Foi um longo tempo desde à tarde em que ela entrou na antiga sede do Portal Kids no Rio de Janeiro, no ano de 2008, até novembro deste ano de 2011, em que ocorreu a última audiência do suspeito do sequestro de sua sobrinha Larissa, ocorrido em 31 de janeiro de 2008. Na tarde daquele dia Raquel deixou a menina, então com 11 anos, e o filho mais novo, de oito, na casa da irmã para levar a sobrinha mais velha, de 19 anos, que estava com suspeita de Dengue, no posto médico. Ao retornar para casa, cerca de duas horas depois, ela sentiu o desmoronamento da vida que nunca mais voltaria a ser a mesma. Larissa havia desaparecido depois de ser retirada de dentro de sua casa por um desconhecido. Como isso pode acontecer se Larissa havia ficado na casa de sua irmã? E era instruída a nunca abrir a porta para estranhos? Mas aconteceu. Diante da insistência da menina a tia permitiu que voltasse para casa para jogar vídeo game com o primo. E abriu a porta quando o homem garantiu que vinha consertar um aparelho de televisão a mando de Raquel.

A partir de então a vida se transformou em puro horror, em dor sem descanso. Na vivência dessa tragédia Raquel acabou percebendo que a única esperança de reencontrar Larissa, que criou desde que nasceu, seria perseverar num caminho que todas as mães acabam por sucumbir. E não por falta de amor aos filhos. Mas por falta de amor a si mesmas. Por uma baixa estima que leva as mães de crianças desaparecidas, em sua maioria pobres e com pouco estudo, a não se julgar capazes de enfrentar o pior dos inimigos: o medo de ser cidadão.

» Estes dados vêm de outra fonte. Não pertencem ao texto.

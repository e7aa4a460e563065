//! Protocol-agnostic node descriptor.
//!
//! Every share link, whatever its grammar, is reduced to a [`NodeDescriptor`]:
//! a name, an endpoint and a flat map of protocol-specific fields. A
//! descriptor is validated on construction and never mutated afterwards.

use std::collections::BTreeMap;

use serde::Serialize;
use thiserror::Error;

/// Proxy protocol a node speaks.
#[derive(Debug, Clone, Copy, PartialEq, Eq, Hash, Serialize)]
#[serde(rename_all = "lowercase")]
pub enum ProtocolKind {
    /// Shadowsocks (`ss://`).
    Shadowsocks,
    /// VMess (`vmess://`).
    Vmess,
    /// VLESS (`vless://`).
    Vless,
    /// Trojan (`trojan://`).
    Trojan,
}

impl ProtocolKind {
    /// Lowercase protocol name, as used by core configuration files.
    pub fn as_str(&self) -> &'static str {
        match self {
            Self::Shadowsocks => "shadowsocks",
            Self::Vmess => "vmess",
            Self::Vless => "vless",
            Self::Trojan => "trojan",
        }
    }

    /// Human-readable name for summaries.
    pub fn display_name(&self) -> &'static str {
        match self {
            Self::Shadowsocks => "Shadowsocks",
            Self::Vmess => "VMess",
            Self::Vless => "VLESS",
            Self::Trojan => "Trojan",
        }
    }
}

impl std::fmt::Display for ProtocolKind {
    fn fmt(&self, f: &mut std::fmt::Formatter<'_>) -> std::fmt::Result {
        f.write_str(self.as_str())
    }
}

/// Rejected descriptor construction.
#[derive(Debug, Clone, PartialEq, Eq, Error)]
pub enum NodeError {
    /// Port 0 is not a connectable endpoint.
    #[error("port must be in 1-65535")]
    ZeroPort,

    /// The server address was empty.
    #[error("address is empty")]
    EmptyAddress,
}

/// One parsed proxy node.
#[derive(Debug, Clone, PartialEq, Eq, Serialize)]
pub struct NodeDescriptor {
    node_name: String,
    protocol_kind: ProtocolKind,
    address: String,
    port: u16,
    protocol_fields: BTreeMap<String, String>,
}

impl NodeDescriptor {
    /// Build a descriptor, rejecting an empty address or port 0.
    ///
    /// # Example
    ///
    /// ```
    /// use std::collections::BTreeMap;
    /// use xh_schema::{NodeDescriptor, ProtocolKind};
    ///
    /// let node = NodeDescriptor::new("hk-1", ProtocolKind::Trojan, "hk.example.com", 443, BTreeMap::new())
    ///     .unwrap();
    /// assert_eq!(node.endpoint(), "hk.example.com:443");
    /// ```
    pub fn new(
        node_name: impl Into<String>,
        protocol_kind: ProtocolKind,
        address: impl Into<String>,
        port: u16,
        protocol_fields: BTreeMap<String, String>,
    ) -> Result<Self, NodeError> {
        let address = address.into();
        if address.is_empty() {
            return Err(NodeError::EmptyAddress);
        }
        if port == 0 {
            return Err(NodeError::ZeroPort);
        }
        Ok(Self {
            node_name: node_name.into(),
            protocol_kind,
            address,
            port,
            protocol_fields,
        })
    }

    /// Display name of the node (decoded from the link).
    pub fn node_name(&self) -> &str {
        &self.node_name
    }

    /// Protocol of the node.
    pub fn protocol_kind(&self) -> ProtocolKind {
        self.protocol_kind
    }

    /// Server host name or IP literal (IPv6 without brackets).
    pub fn address(&self) -> &str {
        &self.address
    }

    /// Server port, always in 1-65535.
    pub fn port(&self) -> u16 {
        self.port
    }

    /// Protocol-specific fields such as `method`/`password` or `uuid`.
    pub fn protocol_fields(&self) -> &BTreeMap<String, String> {
        &self.protocol_fields
    }

    /// Look up a single protocol field.
    pub fn field(&self, key: &str) -> Option<&str> {
        self.protocol_fields.get(key).map(String::as_str)
    }

    /// `address:port`, bracketing IPv6 literals.
    pub fn endpoint(&self) -> String {
        if self.address.contains(':') {
            format!("[{}]:{}", self.address, self.port)
        } else {
            format!("{}:{}", self.address, self.port)
        }
    }
}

Que momento Raquel percebeu que a única maneira de fazer Justiça a Larissa seria superar esse medo? Acredito que no dia em que sozinha entrou no Ministério Público do Estado do Rio de Janeiro para lutar pela continuidade das investigações que tinham tudo para terminar engavetadas. Quão pequena e amedrontada Raquel entrou no Ministério Público e quão grande e forte saiu da última audiência. Tenho o projeto de escrever um livro sobre a trajetória de Raquel que se chamará Mãe em Dobro. Raquel não é mãe biológica de Larissa, mas escolheu acolher sobre suas asas a filha de sua falecida irmã. Ontem me deparei com a foto abaixo, que personifica a mãe que ela é. O último pedido que a irmã de Raquel fez a ela no momento da morte foi: “Cuida da minha filha.” Acredite, Raquel, você cumpriu a promessa. Sei que não é possível uma mãe que não sabe onde o filho estar ter paz no coração. Mas tenha na consciência essa paz: Você fez mais do que podia.